Example: 100 = 100 TOPS = 100e12 ops/sec.

`mem_bw_gbs` (float): External memory (DRAM) bandwidth, in GB/s.Example: 200 = 200 GB/s.

`sram_size_mb` (float): On-chip SRAM buffer size, in MB.Determines whether a layer can fit entirely on-chip (fast access) or must use DRAM (slower).

Returns

`'latency` (float): Estimated total inference latency (in milliseconds) for the given model on the target hardware.
The estimation considers:
- Compute-bound time = FLOPs / (compute_tops × 1e12)
- Memory-bound time = Memory Bytes / (mem_bw_gbs × 1e9)
- SRAM vs DRAM penalty (if working set > SRAM size).


### Below is an example of profiling a model with  `export_profile_to_excel_withinferencetime`:

```python
export_profile_to_excel_withinferencetime(stats, 
                                          filename="estimatetime_profile_report.xlsx",
                                          compute_tops=1, 
                                          mem_bw_gbs=1, 
                                          sram_size_mb=1)
```
Parameters

`stats` (list): Profiling results from profile_flops_and_memory_layername.

`filename` (str): Path to the output Excel file. Example: "report.xlsx".

`compute_tops` (float): Target hardware compute capability in TOPS (same as above).

`mem_bw_gbs` (float): DRAM bandwidth in GB/s (same as above).
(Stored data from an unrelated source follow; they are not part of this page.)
use std::time::Duration;

use reqwest::header::{CONTENT_TYPE, HeaderMap, HeaderName, HeaderValue, USER_AGENT};
use reqwest::{Method, Response, Url};
use serde::Serialize;
use serde::de::DeserializeOwned;

use crate::core::error::{ConfigError, ProviderError};
use crate::core::types::ProviderId;

const DEFAULT_REQUEST_ID_HEADER: &str = "x-request-id";
const DEFAULT_USER_AGENT: &str = concat!("translation-gateway/", env!("CARGO_PKG_VERSION"));

/// Single-shot JSON transport for provider backends.
///
/// Every failure is mapped to a [`ProviderError`] and returned immediately;
/// retry decisions are made above this layer.
#[derive(Debug, Clone)]
pub struct HttpTransport {
    provider: ProviderId,
    client: reqwest::Client,
    timeout_ms: u64,
    default_headers: HeaderMap,
    request_id_header: HeaderName,
}

impl HttpTransport {
    pub fn new(provider: ProviderId, timeout_ms: u64) -> Result<Self, ConfigError> {
        Self::validate_timeout(timeout_ms)?;

        let client = reqwest::Client::builder().build().map_err(|error| {
            ConfigError::InvalidProviderConfig {
                provider: provider.clone(),
                reason: format!("failed to build http client: {error}"),
            }
        })?;

        Ok(Self::with_client(provider, client, timeout_ms))
    }

    pub fn with_client(provider: ProviderId, client: reqwest::Client, timeout_ms: u64) -> Self {
        let mut default_headers = HeaderMap::new();
        default_headers.insert(USER_AGENT, HeaderValue::from_static(DEFAULT_USER_AGENT));

        Self {
            provider,
            client,
            timeout_ms,
            default_headers,
            request_id_header: HeaderName::from_static(DEFAULT_REQUEST_ID_HEADER),
        }
    }

    pub fn with_header(mut self, name: HeaderName, value: HeaderValue) -> Self {
        self.default_headers.insert(name, value);
        self
    }

    pub async fn get_json<TResp>(&self, url: Url) -> Result<TResp, ProviderError>
    where
        TResp: DeserializeOwned,
    {
        self.execute_json_request(Method::GET, url, None).await
    }

    pub async fn post_json<TReq, TResp>(&self, url: Url, body: &TReq) -> Result<TResp, ProviderError>
    where
        TReq: Serialize + ?Sized,
        TResp: DeserializeOwned,
    {
        let payload = serde_json::to_vec(body).map_err(|error| ProviderError::Serialization {
            provider: self.provider.clone(),
            request_id: None,
            message: error.to_string(),
        })?;

        self.execute_json_request(Method::POST, url, Some(payload))
            .await
    }

    async fn execute_json_request<TResp>(
        &self,
        method: Method,
        url: Url,
        body: Option<Vec<u8>>,
    ) -> Result<TResp, ProviderError>
    where
        TResp: DeserializeOwned,
    {
        let mut request_builder = self
            .client
            .request(method, url)
            .timeout(Duration::from_millis(self.timeout_ms))
            .headers(self.default_headers.clone());

        if let Some(payload) = body {
            request_builder = request_builder
                .header(CONTENT_TYPE, HeaderValue::from_static("application/json"))
                .body(payload);
        }

        let response = request_builder
            .send()
            .await
            .map_err(|error| ProviderError::Transport {
                provider: self.provider.clone(),
                request_id: None,
                message: error.to_string(),
            })?;

        let status_code = response.status().as_u16();
        let request_id = extract_request_id(response.headers(), &self.request_id_header);

        if !response.status().is_success() {
            return Err(self
                .build_status_error(status_code, request_id, response)
                .await);
        }

        response
            .json::<TResp>()
            .await
            .map_err(|error| ProviderError::Serialization {
                provider: self.provider.clone(),
                request_id,
                message: error.to_string(),
            })
    }

    async fn build_status_error(
        &self,
        status_code: u16,
        request_id: Option<String>,
        response: Response,
    ) -> ProviderError {
        let message = match response.text().await {
            Ok(body) if !body.trim().is_empty() => body,
            Ok(_) => format!("http status {status_code}"),
            Err(error) => {
                format!("http status {status_code}; failed to read response body: {error}")
            }
        };

        ProviderError::Status {
            provider: self.provider.clone(),
            status_code,
            request_id,
            message,
        }
    }

    fn validate_timeout(timeout_ms: u64) -> Result<(), ConfigError> {
        if timeout_ms == 0 {
            return Err(ConfigError::InvalidTimeout { timeout_ms });
        }
        Ok(())
    }
}

/// Joins `path` onto a base URL, keeping any path prefix the base carries.
pub fn endpoint_url(base_url: &str, path: &str) -> Result<Url, ConfigError> {
    let joined = format!(
        "{}/{}",
        base_url.trim().trim_end_matches('/'),
        path.trim_start_matches('/')
    );
    Url::parse(&joined).map_err(|error| ConfigError::InvalidValue {
        key: "base_url".to_string(),
        reason: format!("{joined}: {error}"),
    })
}

fn extract_request_id(headers: &HeaderMap, request_id_header: &HeaderName) -> Option<String> {
    headers
        .get(request_id_header)
        .and_then(|value| value.to_str().ok())
        .map(str::to_string)
}
use std::sync::Arc;

use translation_gateway::config::ProviderSettings;
use translation_gateway::core::error::{ConfigError, GatewayError, ProviderError};
use translation_gateway::core::traits::{ProviderFactory, TranslationProvider};
use translation_gateway::handle::ProviderHandle;
use translation_gateway::providers::build_factory;
use translation_gateway::retry::RetryPolicy;
use translation_gateway::server::{ApiError, UNAVAILABLE_MESSAGE};
use translation_gateway::{
    AUTO_SOURCE, Detection, GatewayConfig, TranslateRequest, TranslateResponse,
    TranslationGateway,
};

#[test]
fn test_public_api_compiles() {
    let config = GatewayConfig::default();
    let gateway = TranslationGateway::from_config(&config).expect("default config builds");
    let _provider_id = gateway.provider_id();
    let _router = translation_gateway::server::router(Arc::new(gateway));

    let factory: Arc<dyn ProviderFactory> = build_factory(
        &ProviderSettings::Libretranslate {
            base_url: "http://127.0.0.1:5001".to_string(),
            api_key: None,
        },
        1_000,
    )
    .expect("factory builds");
    let handle = ProviderHandle::new(factory);
    let lease = handle.acquire().expect("handle creates provider");
    let _provider: &Arc<dyn TranslationProvider> = &lease.provider;

    let _request = TranslateRequest::new("hola").with_source(AUTO_SOURCE);
    let _response = TranslateResponse::empty();
    let _detection = Detection {
        language: "es".to_string(),
        confidence: None,
    };
    let _policy = RetryPolicy::default();
    let _api_error = ApiError::from(GatewayError::invalid_input("bad"));
    let _unavailable = UNAVAILABLE_MESSAGE;
    let _config_error: Option<ConfigError> = None;
    let _provider_error: Option<ProviderError> = None;
}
`sram_size_mb` (float): SRAM buffer size in MB (same as above).


*Excel Output*

This function creates an Excel file with:

- Profile Report sheet

  - Layer name
  - Input / Output shape
  - FLOPs
  - Memory usage
  - Params
  - Estimated latency (ms) for each layer
  - Bound type (Memory-bound / Compute-bound)
  - Row colored (red = memory-bound, green = compute-bound, gray = balanced).

- Statistics sheet
  - Count of layers by bound type
  - Total FLOPs, Params, Memory
  - Total estimated inference latency.

Example  (mode='yaw'):

```python
import torch
import torch.nn as nn
from model_profiler import profile_flops_and_memory_layername
from model_profiler import estimate_inference_time, export_profile_to_excel_withinferencetime

# === bulid a simple CNN model ===
class CBA(nn.Module):
    '''
    conv+BN+LeakyReLU
    '''

    def __init__(self,
                 in_channels,
                 out_channels,
                 k_size,
                 padding,
                 stride,
                 bias=False,
                 dilation=1):
        super(CBA, self).__init__()

        self.cba_unit = nn.Sequential(
                        nn.Conv2d(in_channels,
                                out_channels,
                                k_size,
                                padding=padding,
                                stride=stride,
                                bias=bias,
                                dilation=dilation), 
                        nn.BatchNorm2d(out_channels), 
                        nn.LeakyReLU()
                        )

    def forward(self, inputs):
        outputs = self.cba_unit(inputs)
        return outputs
    

class SimpleCNN(nn.Module):
    def __init__(self):
        super(SimpleCNN, self).__init__()
        self.conv1 = nn.Sequential(
            nn.Conv2d(3, 16, kernel_size=3, stride=1, padding=1),
            nn.BatchNorm2d(16),
            nn.ReLU()
        )
        self.conv2 = nn.Sequential(
            nn.Conv2d(16, 32, kernel_size=3, stride=2, padding=1),
            nn.BatchNorm2d(32),
            nn.ReLU()
        )
        self.conv3 = CBA(in_channels=32,
                        out_channels=64,
                        k_size=3,
                        padding=1,
                        stride=2)

        self.fc = nn.Linear(64 * 8 * 8, 10)  # suppose image size is 32x32

    def forward(self, x):
        x = self.conv1(x)
        x = self.conv2(x)
        x = self.conv3(x)
        x = x.view(x.size(0), -1)
        x = self.fc(x)
        return x

if __name__ == "__main__":
    model = SimpleCNN()

    # Profile model
    stats = profile_flops_and_memory_layername(
        model,
        input_size=(1, 3, 32, 32),
        mode="raw",   # raw / cba / block
        skip_bn=True,
        skip_act=True,
        skip_Sequential=True
    )

    # 假設一個 1 TOPS NPU + 1 GB/s DRAM + 1MB SRAM
    latency = estimate_inference_time(stats, compute_tops=1, mem_bw_gbs=1, sram_size_mb=1)
    export_profile_to_excel_withinferencetime(stats, filename="estimatetime_profile_report.xlsx",
                                             compute_tops=1, mem_bw_gbs=1, sram_size_mb=1)
```









## 📌 Roadmap

- [x] Add this repository to pip install

- [X] Add latency measurement

- [ ] Add visualization in Jupyter Notebook




## 📌 Problems you may encounter
⚠️ You must also install the Graphviz system package (see Graphviz Setup)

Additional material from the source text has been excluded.